Exercise details:
From the entries below, retype only the lines from the one with "filename crates/council_core/src/repo/mod.rs" through the one with "- Repository APIs", exactly as written.

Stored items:
---*---

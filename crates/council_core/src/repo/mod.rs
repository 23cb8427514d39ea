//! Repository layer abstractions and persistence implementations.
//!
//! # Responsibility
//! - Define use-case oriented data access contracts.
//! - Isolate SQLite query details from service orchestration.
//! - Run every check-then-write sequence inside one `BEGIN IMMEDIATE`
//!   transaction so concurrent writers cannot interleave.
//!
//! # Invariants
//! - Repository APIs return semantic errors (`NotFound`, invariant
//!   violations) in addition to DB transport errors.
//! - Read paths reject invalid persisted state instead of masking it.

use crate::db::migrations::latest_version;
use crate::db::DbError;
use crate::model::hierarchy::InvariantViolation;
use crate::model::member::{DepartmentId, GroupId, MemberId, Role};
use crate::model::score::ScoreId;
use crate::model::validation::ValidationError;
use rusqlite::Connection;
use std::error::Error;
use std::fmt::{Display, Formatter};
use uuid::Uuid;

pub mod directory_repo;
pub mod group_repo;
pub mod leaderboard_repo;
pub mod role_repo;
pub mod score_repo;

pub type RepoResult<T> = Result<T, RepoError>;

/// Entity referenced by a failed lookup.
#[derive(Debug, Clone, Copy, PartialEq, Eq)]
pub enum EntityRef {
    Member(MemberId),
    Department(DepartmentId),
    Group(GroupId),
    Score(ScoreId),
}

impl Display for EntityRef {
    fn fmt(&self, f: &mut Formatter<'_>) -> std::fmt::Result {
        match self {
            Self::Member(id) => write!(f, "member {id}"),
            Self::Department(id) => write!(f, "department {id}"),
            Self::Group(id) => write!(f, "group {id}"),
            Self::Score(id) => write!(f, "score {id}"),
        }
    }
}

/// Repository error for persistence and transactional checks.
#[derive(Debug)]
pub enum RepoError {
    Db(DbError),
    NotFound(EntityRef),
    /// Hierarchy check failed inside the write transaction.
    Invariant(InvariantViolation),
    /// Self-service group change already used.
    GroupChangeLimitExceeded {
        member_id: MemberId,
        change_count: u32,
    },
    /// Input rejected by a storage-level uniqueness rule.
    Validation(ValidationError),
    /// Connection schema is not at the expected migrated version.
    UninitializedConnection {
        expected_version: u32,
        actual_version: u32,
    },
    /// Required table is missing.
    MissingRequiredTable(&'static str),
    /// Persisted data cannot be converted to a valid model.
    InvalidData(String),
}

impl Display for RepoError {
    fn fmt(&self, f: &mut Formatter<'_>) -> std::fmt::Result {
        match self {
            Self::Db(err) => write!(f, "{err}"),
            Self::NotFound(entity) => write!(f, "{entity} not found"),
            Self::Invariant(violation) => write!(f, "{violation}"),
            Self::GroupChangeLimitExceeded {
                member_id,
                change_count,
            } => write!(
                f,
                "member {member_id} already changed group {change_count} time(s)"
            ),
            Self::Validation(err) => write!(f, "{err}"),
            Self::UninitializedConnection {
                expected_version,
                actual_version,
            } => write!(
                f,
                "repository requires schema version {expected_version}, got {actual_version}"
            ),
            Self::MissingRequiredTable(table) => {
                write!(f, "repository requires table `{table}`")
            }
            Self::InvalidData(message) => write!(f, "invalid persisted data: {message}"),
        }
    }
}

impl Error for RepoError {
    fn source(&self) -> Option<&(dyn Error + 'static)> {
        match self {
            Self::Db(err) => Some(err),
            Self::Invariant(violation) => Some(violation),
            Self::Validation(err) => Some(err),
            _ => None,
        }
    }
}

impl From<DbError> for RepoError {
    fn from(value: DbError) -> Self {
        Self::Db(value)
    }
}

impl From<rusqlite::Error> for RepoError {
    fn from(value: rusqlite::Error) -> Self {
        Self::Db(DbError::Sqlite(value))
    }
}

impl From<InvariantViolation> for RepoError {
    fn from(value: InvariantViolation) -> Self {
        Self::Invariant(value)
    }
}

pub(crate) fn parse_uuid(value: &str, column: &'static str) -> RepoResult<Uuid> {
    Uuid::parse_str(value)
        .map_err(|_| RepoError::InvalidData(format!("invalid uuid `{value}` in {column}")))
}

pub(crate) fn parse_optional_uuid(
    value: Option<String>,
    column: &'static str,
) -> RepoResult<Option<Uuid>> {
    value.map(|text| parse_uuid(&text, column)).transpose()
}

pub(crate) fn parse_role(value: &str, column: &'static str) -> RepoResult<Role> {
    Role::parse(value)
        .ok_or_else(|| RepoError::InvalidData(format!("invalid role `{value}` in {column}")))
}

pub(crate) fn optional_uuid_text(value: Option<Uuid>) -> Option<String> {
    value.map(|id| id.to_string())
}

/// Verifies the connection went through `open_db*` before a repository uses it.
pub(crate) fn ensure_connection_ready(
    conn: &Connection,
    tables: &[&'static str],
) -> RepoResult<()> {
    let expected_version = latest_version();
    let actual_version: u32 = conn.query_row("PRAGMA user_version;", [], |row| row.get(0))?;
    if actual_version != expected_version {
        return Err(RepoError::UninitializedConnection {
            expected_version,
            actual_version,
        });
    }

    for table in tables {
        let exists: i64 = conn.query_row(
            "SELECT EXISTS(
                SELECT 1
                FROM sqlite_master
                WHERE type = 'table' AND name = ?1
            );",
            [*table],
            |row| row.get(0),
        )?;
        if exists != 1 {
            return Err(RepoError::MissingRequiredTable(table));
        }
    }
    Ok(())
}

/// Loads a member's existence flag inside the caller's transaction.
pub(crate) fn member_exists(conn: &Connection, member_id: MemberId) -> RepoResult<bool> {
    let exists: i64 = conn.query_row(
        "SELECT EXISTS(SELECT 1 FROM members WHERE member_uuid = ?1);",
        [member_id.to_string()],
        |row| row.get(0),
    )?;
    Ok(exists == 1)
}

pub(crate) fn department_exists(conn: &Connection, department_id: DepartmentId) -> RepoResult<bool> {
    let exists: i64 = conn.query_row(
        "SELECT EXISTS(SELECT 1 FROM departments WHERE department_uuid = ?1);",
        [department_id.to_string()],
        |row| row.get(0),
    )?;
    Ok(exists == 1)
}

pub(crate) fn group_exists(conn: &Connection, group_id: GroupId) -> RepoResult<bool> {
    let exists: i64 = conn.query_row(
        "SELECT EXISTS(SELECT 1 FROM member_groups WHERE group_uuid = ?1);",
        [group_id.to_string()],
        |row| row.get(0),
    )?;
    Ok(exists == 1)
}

---*---

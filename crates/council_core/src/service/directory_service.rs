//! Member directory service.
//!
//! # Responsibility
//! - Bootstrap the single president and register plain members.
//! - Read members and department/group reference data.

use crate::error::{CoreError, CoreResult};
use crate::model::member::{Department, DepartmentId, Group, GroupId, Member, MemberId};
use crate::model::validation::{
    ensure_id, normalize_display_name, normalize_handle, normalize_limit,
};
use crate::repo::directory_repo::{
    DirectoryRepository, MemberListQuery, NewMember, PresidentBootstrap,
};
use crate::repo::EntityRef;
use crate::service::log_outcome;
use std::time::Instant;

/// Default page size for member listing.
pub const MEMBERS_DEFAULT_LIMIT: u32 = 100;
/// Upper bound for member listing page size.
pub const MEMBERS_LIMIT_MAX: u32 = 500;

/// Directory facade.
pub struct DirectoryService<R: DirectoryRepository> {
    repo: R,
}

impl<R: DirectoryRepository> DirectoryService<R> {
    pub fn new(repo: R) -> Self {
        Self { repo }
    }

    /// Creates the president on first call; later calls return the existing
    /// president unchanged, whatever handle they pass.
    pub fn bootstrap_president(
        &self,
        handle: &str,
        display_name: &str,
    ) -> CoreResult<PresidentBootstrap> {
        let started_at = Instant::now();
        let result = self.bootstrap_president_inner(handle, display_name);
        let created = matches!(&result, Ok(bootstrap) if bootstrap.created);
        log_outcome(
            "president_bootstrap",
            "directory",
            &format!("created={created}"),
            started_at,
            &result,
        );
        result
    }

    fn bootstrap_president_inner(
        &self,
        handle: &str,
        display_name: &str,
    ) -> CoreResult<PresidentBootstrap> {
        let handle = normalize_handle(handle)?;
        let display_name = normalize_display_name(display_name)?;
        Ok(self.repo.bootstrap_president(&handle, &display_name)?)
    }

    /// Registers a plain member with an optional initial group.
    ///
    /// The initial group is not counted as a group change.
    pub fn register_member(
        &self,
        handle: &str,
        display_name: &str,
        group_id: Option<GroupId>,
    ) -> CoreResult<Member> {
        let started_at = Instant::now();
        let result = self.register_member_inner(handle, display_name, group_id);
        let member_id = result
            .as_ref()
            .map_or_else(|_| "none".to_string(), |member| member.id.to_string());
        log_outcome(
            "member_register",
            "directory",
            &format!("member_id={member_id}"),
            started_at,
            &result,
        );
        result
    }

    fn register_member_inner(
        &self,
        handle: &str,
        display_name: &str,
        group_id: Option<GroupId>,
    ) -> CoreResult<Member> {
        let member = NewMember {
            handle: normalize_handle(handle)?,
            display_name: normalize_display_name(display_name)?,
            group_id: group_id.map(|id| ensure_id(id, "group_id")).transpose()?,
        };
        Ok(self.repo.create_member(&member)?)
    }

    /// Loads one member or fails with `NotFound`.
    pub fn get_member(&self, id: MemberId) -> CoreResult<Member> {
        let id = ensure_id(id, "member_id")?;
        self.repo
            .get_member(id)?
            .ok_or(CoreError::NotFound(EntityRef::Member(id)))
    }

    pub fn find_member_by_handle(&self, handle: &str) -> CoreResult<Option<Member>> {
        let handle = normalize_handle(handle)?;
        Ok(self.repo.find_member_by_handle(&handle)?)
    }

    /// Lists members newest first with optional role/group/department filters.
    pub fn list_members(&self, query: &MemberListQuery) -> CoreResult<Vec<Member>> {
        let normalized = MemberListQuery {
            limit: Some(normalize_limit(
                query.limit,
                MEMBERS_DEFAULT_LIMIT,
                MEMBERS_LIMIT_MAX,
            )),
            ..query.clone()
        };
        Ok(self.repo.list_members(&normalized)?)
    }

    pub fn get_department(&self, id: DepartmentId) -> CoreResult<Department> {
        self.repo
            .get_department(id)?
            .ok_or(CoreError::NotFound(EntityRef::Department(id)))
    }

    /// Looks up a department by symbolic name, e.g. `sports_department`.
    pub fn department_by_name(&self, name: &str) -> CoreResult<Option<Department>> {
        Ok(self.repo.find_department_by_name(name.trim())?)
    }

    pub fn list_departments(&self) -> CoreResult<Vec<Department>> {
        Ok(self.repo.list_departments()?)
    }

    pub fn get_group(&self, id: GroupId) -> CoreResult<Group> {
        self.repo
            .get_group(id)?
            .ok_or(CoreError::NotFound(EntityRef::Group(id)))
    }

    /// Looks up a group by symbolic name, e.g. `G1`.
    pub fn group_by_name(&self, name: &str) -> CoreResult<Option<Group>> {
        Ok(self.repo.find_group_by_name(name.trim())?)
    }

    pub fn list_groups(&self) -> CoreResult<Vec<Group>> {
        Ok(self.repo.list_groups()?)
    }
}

---*---

Reply to the exercise:
filename crates/council_core/src/repo/mod.rs
repository 23cb8427514d39ea
//! Repository layer abstractions and persistence implementations.
//!
//! # Responsibility
//! - Define use-case oriented data access contracts.
//! - Isolate SQLite query details from service orchestration.
//! - Run every check-then-write sequence inside one `BEGIN IMMEDIATE`
//!   transaction so concurrent writers cannot interleave.
//!
//! # Invariants
//! - Repository APIs return semantic errors (`NotFound`, invariant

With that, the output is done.